▶ Records to process
= Beginning of Section =
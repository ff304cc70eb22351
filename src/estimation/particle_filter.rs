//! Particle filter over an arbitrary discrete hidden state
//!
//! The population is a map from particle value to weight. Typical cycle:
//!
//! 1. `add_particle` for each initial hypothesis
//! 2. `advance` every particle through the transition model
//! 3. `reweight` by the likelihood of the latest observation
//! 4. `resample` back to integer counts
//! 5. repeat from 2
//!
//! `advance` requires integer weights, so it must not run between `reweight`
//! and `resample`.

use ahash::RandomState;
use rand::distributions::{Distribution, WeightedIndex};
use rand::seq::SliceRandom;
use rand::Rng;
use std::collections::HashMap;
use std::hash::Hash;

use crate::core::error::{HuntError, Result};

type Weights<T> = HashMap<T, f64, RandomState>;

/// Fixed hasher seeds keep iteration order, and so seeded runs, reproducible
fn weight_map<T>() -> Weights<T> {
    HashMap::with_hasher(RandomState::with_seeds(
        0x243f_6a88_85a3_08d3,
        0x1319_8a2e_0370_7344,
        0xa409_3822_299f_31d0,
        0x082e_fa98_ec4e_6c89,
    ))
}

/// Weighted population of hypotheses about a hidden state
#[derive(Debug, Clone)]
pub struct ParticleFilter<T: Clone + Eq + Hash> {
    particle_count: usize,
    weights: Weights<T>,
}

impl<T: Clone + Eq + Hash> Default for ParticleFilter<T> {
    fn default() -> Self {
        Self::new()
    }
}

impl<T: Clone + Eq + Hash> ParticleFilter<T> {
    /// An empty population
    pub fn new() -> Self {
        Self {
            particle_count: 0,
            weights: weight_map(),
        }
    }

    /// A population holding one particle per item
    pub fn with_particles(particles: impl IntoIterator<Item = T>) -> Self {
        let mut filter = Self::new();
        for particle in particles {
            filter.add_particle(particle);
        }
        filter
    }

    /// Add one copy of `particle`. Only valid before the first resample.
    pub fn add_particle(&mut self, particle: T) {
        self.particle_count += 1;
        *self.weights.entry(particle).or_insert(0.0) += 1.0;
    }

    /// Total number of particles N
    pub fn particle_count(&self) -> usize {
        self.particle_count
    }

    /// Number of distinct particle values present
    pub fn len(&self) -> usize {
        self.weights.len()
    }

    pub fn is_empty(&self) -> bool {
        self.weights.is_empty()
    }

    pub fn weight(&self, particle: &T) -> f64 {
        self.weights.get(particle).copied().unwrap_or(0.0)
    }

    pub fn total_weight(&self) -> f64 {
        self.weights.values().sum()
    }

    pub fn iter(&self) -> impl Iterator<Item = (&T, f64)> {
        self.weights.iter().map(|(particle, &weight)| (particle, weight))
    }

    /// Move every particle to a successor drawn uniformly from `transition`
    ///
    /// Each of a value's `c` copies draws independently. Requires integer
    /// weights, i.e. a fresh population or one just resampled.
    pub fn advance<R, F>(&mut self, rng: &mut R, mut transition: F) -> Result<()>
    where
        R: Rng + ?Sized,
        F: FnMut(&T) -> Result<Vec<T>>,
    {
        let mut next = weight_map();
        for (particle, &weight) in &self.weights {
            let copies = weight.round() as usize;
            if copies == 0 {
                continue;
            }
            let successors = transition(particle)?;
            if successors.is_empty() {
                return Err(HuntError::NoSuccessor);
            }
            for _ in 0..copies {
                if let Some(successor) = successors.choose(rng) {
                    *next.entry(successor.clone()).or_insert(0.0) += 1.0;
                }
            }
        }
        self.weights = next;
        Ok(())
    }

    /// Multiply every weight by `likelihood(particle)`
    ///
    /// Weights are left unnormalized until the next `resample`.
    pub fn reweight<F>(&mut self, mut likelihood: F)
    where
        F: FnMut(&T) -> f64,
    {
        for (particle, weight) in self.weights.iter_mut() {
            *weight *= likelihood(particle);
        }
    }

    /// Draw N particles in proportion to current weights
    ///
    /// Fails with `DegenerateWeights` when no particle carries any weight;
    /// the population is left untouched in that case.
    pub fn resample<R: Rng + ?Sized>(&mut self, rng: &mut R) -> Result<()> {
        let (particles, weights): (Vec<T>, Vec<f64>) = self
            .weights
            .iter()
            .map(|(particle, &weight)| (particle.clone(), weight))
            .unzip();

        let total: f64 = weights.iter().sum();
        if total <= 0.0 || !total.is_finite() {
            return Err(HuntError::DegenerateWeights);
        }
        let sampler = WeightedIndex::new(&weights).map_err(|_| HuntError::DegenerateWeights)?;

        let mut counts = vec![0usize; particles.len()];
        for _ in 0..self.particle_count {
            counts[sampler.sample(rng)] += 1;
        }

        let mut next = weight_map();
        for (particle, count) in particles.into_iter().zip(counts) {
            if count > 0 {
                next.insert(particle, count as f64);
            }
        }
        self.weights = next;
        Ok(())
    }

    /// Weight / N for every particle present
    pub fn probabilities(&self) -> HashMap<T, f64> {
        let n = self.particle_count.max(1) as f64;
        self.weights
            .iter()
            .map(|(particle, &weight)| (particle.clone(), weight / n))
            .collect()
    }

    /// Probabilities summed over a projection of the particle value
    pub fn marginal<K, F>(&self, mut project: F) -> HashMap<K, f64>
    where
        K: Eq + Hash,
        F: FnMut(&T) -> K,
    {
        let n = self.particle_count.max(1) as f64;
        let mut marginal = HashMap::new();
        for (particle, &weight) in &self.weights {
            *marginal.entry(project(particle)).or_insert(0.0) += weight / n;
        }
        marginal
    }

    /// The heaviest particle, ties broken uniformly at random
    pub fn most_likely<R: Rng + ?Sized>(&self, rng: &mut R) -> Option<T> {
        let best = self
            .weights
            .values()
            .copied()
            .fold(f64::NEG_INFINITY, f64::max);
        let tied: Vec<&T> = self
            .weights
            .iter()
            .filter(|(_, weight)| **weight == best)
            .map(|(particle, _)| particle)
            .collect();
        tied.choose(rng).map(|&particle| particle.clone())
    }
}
= End of Section =
▶ Task details
Transcribe the material above. Change nothing in it.

▶ Solved problem
repository ff304cc70eb22351
filename src/estimation/particle_filter.rs
//! Particle filter over an arbitrary discrete hidden state
//!
//! The population is a map from particle value to weight. Typical cycle:
//!
//! 1. `add_particle` for each initial hypothesis
//! 2. `advance` every particle through the transition model
//! 3. `reweight` by the likelihood of the latest observation
//! 4. `resample` back to integer counts
//! 5. repeat from 2
//!
//! `advance` requires integer weights, so it must not run between `reweight`
//! and `resample`.

use ahash::RandomState;
use rand::distributions::{Distribution, WeightedIndex};
use rand::seq::SliceRandom;
use rand::Rng;
use std::collections::HashMap;
use std::hash::Hash;

use crate::core::error::{HuntError, Result};

type Weights<T> = HashMap<T, f64, RandomState>;

/// Fixed hasher seeds keep iteration order, and so seeded runs, reproducible
fn weight_map<T>() -> Weights<T> {
    HashMap::with_hasher(RandomState::with_seeds(
        0x243f_6a88_85a3_08d3,
        0x1319_8a2e_0370_7344,
        0xa409_3822_299f_31d0,
        0x082e_fa98_ec4e_6c89,
    ))
}

/// Weighted population of hypotheses about a hidden state
#[derive(Debug, Clone)]
pub struct ParticleFilter<T: Clone + Eq + Hash> {
    particle_count: usize,
    weights: Weights<T>,
}

impl<T: Clone + Eq + Hash> Default for ParticleFilter<T> {
    fn default() -> Self {
        Self::new()
    }
}

impl<T: Clone + Eq + Hash> ParticleFilter<T> {
    /// An empty population
    pub fn new() -> Self {
        Self {
            particle_count: 0,
            weights: weight_map(),
        }
    }

    /// A population holding one particle per item
    pub fn with_particles(particles: impl IntoIterator<Item = T>) -> Self {
        let mut filter = Self::new();
        for particle in particles {
            filter.add_particle(particle);
        }
        filter
    }

    /// Add one copy of `particle`. Only valid before the first resample.
    pub fn add_particle(&mut self, particle: T) {
        self.particle_count += 1;
        *self.weights.entry(particle).or_insert(0.0) += 1.0;
    }

    /// Total number of particles N
    pub fn particle_count(&self) -> usize {
        self.particle_count
    }

    /// Number of distinct particle values present
    pub fn len(&self) -> usize {
        self.weights.len()
    }

    pub fn is_empty(&self) -> bool {
        self.weights.is_empty()
    }

    pub fn weight(&self, particle: &T) -> f64 {
        self.weights.get(particle).copied().unwrap_or(0.0)
    }

    pub fn total_weight(&self) -> f64 {
        self.weights.values().sum()
    }

    pub fn iter(&self) -> impl Iterator<Item = (&T, f64)> {
        self.weights.iter().map(|(particle, &weight)| (particle, weight))
    }

    /// Move every particle to a successor drawn uniformly from `transition`
    ///
    /// Each of a value's `c` copies draws independently. Requires integer
    /// weights, i.e. a fresh population or one just resampled.
    pub fn advance<R, F>(&mut self, rng: &mut R, mut transition: F) -> Result<()>
    where
        R: Rng + ?Sized,
        F: FnMut(&T) -> Result<Vec<T>>,
    {
        let mut next = weight_map();
        for (particle, &weight) in &self.weights {
            let copies = weight.round() as usize;
            if copies == 0 {
                continue;
            }
            let successors = transition(particle)?;
            if successors.is_empty() {
                return Err(HuntError::NoSuccessor);
            }
            for _ in 0..copies {
                if let Some(successor) = successors.choose(rng) {
                    *next.entry(successor.clone()).or_insert(0.0) += 1.0;
                }
            }
        }
        self.weights = next;
        Ok(())
    }

    /// Multiply every weight by `likelihood(particle)`
    ///
    /// Weights are left unnormalized until the next `resample`.
    pub fn reweight<F>(&mut self, mut likelihood: F)
    where
        F: FnMut(&T) -> f64,
    {
        for (particle, weight) in self.weights.iter_mut() {
            *weight *= likelihood(particle);
        }
    }

    /// Draw N particles in proportion to current weights
    ///
    /// Fails with `DegenerateWeights` when no particle carries any weight;
    /// the population is left untouched in that case.
    pub fn resample<R: Rng + ?Sized>(&mut self, rng: &mut R) -> Result<()> {
        let (particles, weights): (Vec<T>, Vec<f64>) = self
            .weights
            .iter()
            .map(|(particle, &weight)| (particle.clone(), weight))
            .unzip();

        let total: f64 = weights.iter().sum();
        if total <= 0.0 || !total.is_finite() {
            return Err(HuntError::DegenerateWeights);
        }
        let sampler = WeightedIndex::new(&weights).map_err(|_| HuntError::DegenerateWeights)?;

        let mut counts = vec![0usize; particles.len()];
        for _ in 0..self.particle_count {
            counts[sampler.sample(rng)] += 1;
        }

        let mut next = weight_map();
        for (particle, count) in particles.into_iter().zip(counts) {
            if count > 0 {
                next.insert(particle, count as f64);
            }
        }
        self.weights = next;
        Ok(())
    }

    /// Weight / N for every particle present
    pub fn probabilities(&self) -> HashMap<T, f64> {
        let n = self.particle_count.max(1) as f64;
        self.weights
            .iter()
            .map(|(particle, &weight)| (particle.clone(), weight / n))
            .collect()
    }

    /// Probabilities summed over a projection of the particle value
    pub fn marginal<K, F>(&self, mut project: F) -> HashMap<K, f64>
    where
        K: Eq + Hash,
        F: FnMut(&T) -> K,
    {
        let n = self.particle_count.max(1) as f64;
        let mut marginal = HashMap::new();
        for (particle, &weight) in &self.weights {
            *marginal.entry(project(particle)).or_insert(0.0) += weight / n;
        }
        marginal
    }

    /// The heaviest particle, ties broken uniformly at random
    pub fn most_likely<R: Rng + ?Sized>(&self, rng: &mut R) -> Option<T> {
        let best = self
            .weights
            .values()
            .copied()
            .fold(f64::NEG_INFINITY, f64::max);
        let tied: Vec<&T> = self
            .weights
            .iter()
            .filter(|(_, weight)| **weight == best)
            .map(|(particle, _)| particle)
            .collect();
        tied.choose(rng).map(|&particle| particle.clone())
    }
}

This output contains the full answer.